Employees said they were told that because the average production time for the Burbank company’s animated films was expanding from 12 months to 18 months, fewer staffers could handle the workload.

“The management team at Walt Disney Animation has determined that each film will dictate its own appropriate production schedule,” Disney Studios spokeswoman Heidi Trotta said. “The result of this necessitated a reduction of staff.”

Hundreds of the division’s employees are members of the local animators guild and are covered under a collective-bargaining contract. But management can choose whom to fire based on skill level instead of seniority, guild business representative Steve Hulett said. Notification of those affected is to begin the week of Dec. 11.

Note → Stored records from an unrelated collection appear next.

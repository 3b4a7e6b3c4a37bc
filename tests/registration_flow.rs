//! Integration tests for registration, nickname collisions, and the
//! dispatcher's state gate.

mod common;

use common::{HOST, TestClient, TestServer};

#[tokio::test]
async fn welcome_triplet_is_byte_exact() -> anyhow::Result<()> {
    let server = TestServer::spawn(17661).await?;

    let mut alice = TestClient::connect(&server.address()).await?;
    alice.send_line("NICK alice").await?;
    alice.send_line("USER alice 0 * :Alice").await?;

    alice
        .expect(&format!(":{} 001 alice :Welcome to the IRC server!", HOST))
        .await?;
    alice
        .expect(&format!(":{} 002 alice :Your host is {}", HOST, HOST))
        .await?;
    alice.expect(&format!(":{} 004 alice {}", HOST, HOST)).await?;
    Ok(())
}

#[tokio::test]
async fn nick_collision_is_resolved_with_a_suffix() -> anyhow::Result<()> {
    let server = TestServer::spawn(17662).await?;

    let mut alice = TestClient::connect(&server.address()).await?;
    alice.register("alice").await?;

    let mut bob = TestClient::connect(&server.address()).await?;
    bob.send_line("NICK alice").await?;

    let notice = bob.recv_line().await?;
    let prefix = format!(":{} NOTICE ", HOST);
    assert!(notice.starts_with(&prefix), "unexpected line: {:?}", notice);

    let rest = &notice[prefix.len()..];
    let actual = rest.split(' ').next().unwrap();
    assert_eq!(
        notice,
        format!(
            ":{} NOTICE {} :Nickname alice is already in use, you are now known as {}\r\n",
            HOST, actual, actual
        )
    );

    let suffix: u32 = actual.strip_prefix("alice").unwrap().parse()?;
    assert!((1000..=9999).contains(&suffix), "suffix {} out of range", suffix);

    // Registration completes under the suffixed nick.
    bob.send_line("USER bob 0 * :Bob").await?;
    bob.expect(&format!(":{} 001 {} :Welcome to the IRC server!", HOST, actual))
        .await?;
    Ok(())
}

#[tokio::test]
async fn user_before_nick_is_431() -> anyhow::Result<()> {
    let server = TestServer::spawn(17663).await?;

    let mut client = TestClient::connect(&server.address()).await?;
    client.send_line("USER alice 0 * :Alice").await?;
    client.expect(&format!(":{} 431 * :No nickname given", HOST)).await?;
    Ok(())
}

#[tokio::test]
async fn commands_before_registration_are_451() -> anyhow::Result<()> {
    let server = TestServer::spawn(17664).await?;

    let mut client = TestClient::connect(&server.address()).await?;
    client.send_line("NICK carol").await?;
    client.send_line("JOIN #room").await?;
    client
        .expect(&format!(":{} 451 carol :You have not registered", HOST))
        .await?;
    Ok(())
}

#[tokio::test]
async fn quit_works_before_registration() -> anyhow::Result<()> {
    let server = TestServer::spawn(17670).await?;

    let mut client = TestClient::connect(&server.address()).await?;
    client.send_line("QUIT").await?;

    // The quit is processed, not answered with 451: the server closes the
    // connection without sending anything.
    assert!(
        client.recv_line().await.is_err(),
        "connection should be closed after QUIT"
    );
    Ok(())
}

#[tokio::test]
async fn bot_auth_works_before_registration() -> anyhow::Result<()> {
    let server = TestServer::spawn(17660).await?;

    // NICK alone leaves the session unregistered; BOT_AUTH still goes
    // through rather than drawing a 451.
    let mut client = TestClient::connect(&server.address()).await?;
    client.send_line("NICK helper").await?;
    client.send_line("BOT_AUTH testsecret").await?;
    client
        .expect(&format!(":{} 900 helper :BOT_AUTH_SUCCESS helper", HOST))
        .await?;
    Ok(())
}

#[tokio::test]
async fn unknown_commands_are_421() -> anyhow::Result<()> {
    let server = TestServer::spawn(17665).await?;

    let mut alice = TestClient::connect(&server.address()).await?;
    alice.register("alice").await?;

    alice.send_line("WHOIS alice").await?;
    alice
        .expect(&format!(":{} 421 alice WHOIS :Unknown command", HOST))
        .await?;
    Ok(())
}

#[tokio::test]
async fn missing_parameters_are_461() -> anyhow::Result<()> {
    let server = TestServer::spawn(17666).await?;

    let mut alice = TestClient::connect(&server.address()).await?;
    alice.register("alice").await?;

    alice.send_line("JOIN").await?;
    alice
        .expect(&format!(":{} 461 alice JOIN :Not enough parameters", HOST))
        .await?;

    alice.send_line("PRIVMSG #room").await?;
    alice
        .expect(&format!(":{} 461 alice PRIVMSG :Not enough parameters", HOST))
        .await?;
    Ok(())
}

#[tokio::test]
async fn bare_nick_is_431() -> anyhow::Result<()> {
    let server = TestServer::spawn(17667).await?;

    let mut client = TestClient::connect(&server.address()).await?;
    client.send_line("NICK").await?;
    client.expect(&format!(":{} 431 * :No nickname given", HOST)).await?;
    Ok(())
}

#[tokio::test]
async fn nick_change_is_announced_to_room_peers() -> anyhow::Result<()> {
    let server = TestServer::spawn(17668).await?;

    let mut alice = TestClient::connect(&server.address()).await?;
    alice.register("alice").await?;
    let mut bob = TestClient::connect(&server.address()).await?;
    bob.register("bob").await?;

    alice.join("alice", "#room", &["alice"]).await?;
    bob.join("bob", "#room", &["alice", "bob"]).await?;
    alice.expect(":bob JOIN #room").await?;

    alice.send_line("NICK alicia").await?;
    alice.expect(":alice NICK :alicia").await?;
    bob.expect(":alice NICK :alicia").await?;
    Ok(())
}

#[tokio::test]
async fn quit_closes_the_connection_and_informs_peers() -> anyhow::Result<()> {
    let server = TestServer::spawn(17669).await?;

    let mut alice = TestClient::connect(&server.address()).await?;
    alice.register("alice").await?;
    let mut bob = TestClient::connect(&server.address()).await?;
    bob.register("bob").await?;

    alice.join("alice", "#room", &["alice"]).await?;
    bob.join("bob", "#room", &["alice", "bob"]).await?;
    alice.expect(":bob JOIN #room").await?;

    alice.send_line("QUIT").await?;
    bob.expect(":alice QUIT :Client Quit").await?;
    assert!(alice.recv_line().await.is_err(), "alice should be disconnected");
    Ok(())
}
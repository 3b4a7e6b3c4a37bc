//! Command handlers and dispatch.

pub mod channel;
pub mod connection;
mod context;
mod dispatcher;
pub mod helpers;
pub mod messaging;

pub use context::Context;
pub use dispatcher::{Dispatcher, Handler};
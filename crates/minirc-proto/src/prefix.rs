//! Message prefix (source) type.

use std::fmt;

/// The source of a message, written as `:<source>` on the wire.
///
/// This protocol subset only ever emits a bare server host or a bare
/// nickname; there is no `nick!user@host` form.
#[derive(Clone, Debug, PartialEq, Eq)]
pub enum Prefix {
    /// A server host (used for all numeric replies and NOTICEs).
    ServerName(String),
    /// A client nickname (used for relayed commands: JOIN, PART, PRIVMSG...).
    Nickname(String),
}

impl Prefix {
    /// Classify a raw prefix token.
    ///
    /// Hosts contain `.` or `:` (domain names, IPv4, IPv6); nicknames never
    /// do in this protocol subset.
    pub fn new_from_str(s: &str) -> Prefix {
        if s.contains('.') || s.contains(':') {
            Prefix::ServerName(s.to_string())
        } else {
            Prefix::Nickname(s.to_string())
        }
    }
}

impl fmt::Display for Prefix {
    fn fmt(&self, f: &mut fmt::Formatter<'_>) -> fmt::Result {
        match self {
            Prefix::ServerName(name) => f.write_str(name),
            Prefix::Nickname(nick) => f.write_str(nick),
        }
    }
}

impl From<&str> for Prefix {
    fn from(s: &str) -> Self {
        Prefix::new_from_str(s)
    }
}
//! Message codec for tokio.
//!
//! Wraps [`LineCodec`] and parses each non-empty line into a [`Message`].
//! Outbound messages are serialized and CRLF-terminated.

use bytes::BytesMut;
use tokio_util::codec::{Decoder, Encoder};

use crate::error::{self, ProtocolError};
use crate::line::LineCodec;
use crate::message::Message;

/// Tokio codec for encoding/decoding protocol messages.
pub struct IrcCodec {
    inner: LineCodec,
}

impl IrcCodec {
    /// Create a codec with the default line limit.
    pub fn new() -> Self {
        Self {
            inner: LineCodec::new(),
        }
    }
}

impl Default for IrcCodec {
    fn default() -> Self {
        Self::new()
    }
}

impl Decoder for IrcCodec {
    type Item = Message;
    type Error = error::ProtocolError;

    fn decode(&mut self, src: &mut BytesMut) -> error::Result<Option<Message>> {
        // Empty lines between messages are silently dropped; keep pulling
        // lines so a buffered batch is fully drained.
        while let Some(line) = self.inner.decode(src)? {
            let trimmed = line.trim_end_matches(['\r', '\n']);
            if trimmed.trim().is_empty() {
                continue;
            }

            return trimmed
                .parse::<Message>()
                .map(Some)
                .map_err(|cause| ProtocolError::InvalidMessage {
                    string: trimmed.to_string(),
                    cause,
                });
        }

        Ok(None)
    }
}

impl Encoder<Message> for IrcCodec {
    type Error = error::ProtocolError;

    fn encode(&mut self, msg: Message, dst: &mut BytesMut) -> error::Result<()> {
        <Self as Encoder<&Message>>::encode(self, &msg, dst)
    }
}

impl Encoder<&Message> for IrcCodec {
    type Error = error::ProtocolError;

    fn encode(&mut self, msg: &Message, dst: &mut BytesMut) -> error::Result<()> {
        let mut line = msg.to_string();
        line.push_str("\r\n");
        self.inner.encode(line, dst)
    }
}
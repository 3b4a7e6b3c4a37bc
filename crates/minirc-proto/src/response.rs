//! Numeric reply vocabulary.
//!
//! The fixed set of three-digit response codes the server emits. Codes are
//! formatted zero-padded to three digits on the wire.

#![allow(non_camel_case_types)]

use std::fmt;

/// A server numeric reply code.
#[derive(Clone, Copy, Debug, PartialEq, Eq, Hash)]
#[repr(u16)]
#[non_exhaustive]
pub enum Response {
    /// 001 - Welcome to the server
    RPL_WELCOME = 1,
    /// 002 - Your host is ...
    RPL_YOURHOST = 2,
    /// 004 - Server info
    RPL_MYINFO = 4,
    /// 324 - Channel mode change notification
    RPL_CHANNELMODEIS = 324,
    /// 331 - No topic is set
    RPL_NOTOPIC = 331,
    /// 332 - Channel topic
    RPL_TOPIC = 332,
    /// 353 - NAMES reply
    RPL_NAMREPLY = 353,
    /// 366 - End of NAMES list
    RPL_ENDOFNAMES = 366,
    /// 401 - No such nick/channel
    ERR_NOSUCHNICK = 401,
    /// 403 - No such channel
    ERR_NOSUCHCHANNEL = 403,
    /// 404 - Cannot send to channel
    ERR_CANNOTSENDTOCHAN = 404,
    /// 421 - Unknown command
    ERR_UNKNOWNCOMMAND = 421,
    /// 431 - No nickname given
    ERR_NONICKNAMEGIVEN = 431,
    /// 433 - Nickname is already in use
    ERR_NICKNAMEINUSE = 433,
    /// 442 - You're not on that channel
    ERR_NOTONCHANNEL = 442,
    /// 451 - You have not registered
    ERR_NOTREGISTERED = 451,
    /// 461 - Not enough parameters
    ERR_NEEDMOREPARAMS = 461,
    /// 478 - Cannot join channel (banned)
    ERR_BANNEDFROMCHAN = 478,
    /// 481 - Permission denied
    ERR_NOPRIVILEGES = 481,
    /// 900 - Bot authentication succeeded
    RPL_BOTAUTH = 900,
}

impl Response {
    /// The numeric code as a plain integer.
    pub fn code(self) -> u16 {
        self as u16
    }

    /// Whether this code is an error reply (4xx/5xx).
    pub fn is_error(self) -> bool {
        (400..600).contains(&self.code())
    }
}

impl fmt::Display for Response {
    fn fmt(&self, f: &mut fmt::Formatter<'_>) -> fmt::Result {
        write!(f, "{:03}", self.code())
    }
}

“Everybody’s wondering who’s going to be getting the ax,” Hulett said.

Tempering the news about the layoffs is the healthy job market for computer animation. Given the current boom, many of those laid off should be able to find work within the two months’ notice Disney will give them, Hulett said. Because Disney has shifted toward computer animation only recently, the average animator at the company has been on the job for only a few years, he said.

Disney’s animated movie division has waxed and waned since it made the company a household name more than seven decades ago with such characters as Mickey Mouse and movies like “Snow White and the Seven Dwarfs.” It peaked in the 1990s with such blockbusters as “Beauty and the Beast,” “The Lion King” and “Aladdin,” employing more than 1,400 people.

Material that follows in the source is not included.